### What the task requires
Read each of the lines below and tally those with "must"; the tally is the whole answer.

### Supplied data
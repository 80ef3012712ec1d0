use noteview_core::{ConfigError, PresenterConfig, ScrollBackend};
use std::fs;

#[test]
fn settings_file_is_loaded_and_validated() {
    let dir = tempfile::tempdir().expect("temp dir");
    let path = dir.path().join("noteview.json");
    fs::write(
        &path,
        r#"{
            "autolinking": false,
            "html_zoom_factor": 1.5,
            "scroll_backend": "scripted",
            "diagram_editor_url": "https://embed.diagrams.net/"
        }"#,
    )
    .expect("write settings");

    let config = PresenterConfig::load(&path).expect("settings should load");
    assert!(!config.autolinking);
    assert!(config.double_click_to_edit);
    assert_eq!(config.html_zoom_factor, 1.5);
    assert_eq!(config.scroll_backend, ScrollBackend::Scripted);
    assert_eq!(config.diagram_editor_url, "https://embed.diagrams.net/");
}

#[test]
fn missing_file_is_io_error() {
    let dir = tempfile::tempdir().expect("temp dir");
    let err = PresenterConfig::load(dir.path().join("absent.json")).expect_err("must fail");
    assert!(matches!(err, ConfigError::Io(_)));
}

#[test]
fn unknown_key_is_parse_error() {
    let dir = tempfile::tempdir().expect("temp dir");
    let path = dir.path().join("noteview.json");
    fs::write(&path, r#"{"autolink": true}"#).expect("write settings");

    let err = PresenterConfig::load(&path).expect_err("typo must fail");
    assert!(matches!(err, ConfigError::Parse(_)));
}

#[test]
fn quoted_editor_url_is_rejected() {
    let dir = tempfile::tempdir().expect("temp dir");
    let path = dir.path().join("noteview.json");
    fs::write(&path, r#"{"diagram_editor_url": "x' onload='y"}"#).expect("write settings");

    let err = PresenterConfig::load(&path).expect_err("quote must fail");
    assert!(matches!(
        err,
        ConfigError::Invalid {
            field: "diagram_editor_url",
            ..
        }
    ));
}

### Output of the exercise
3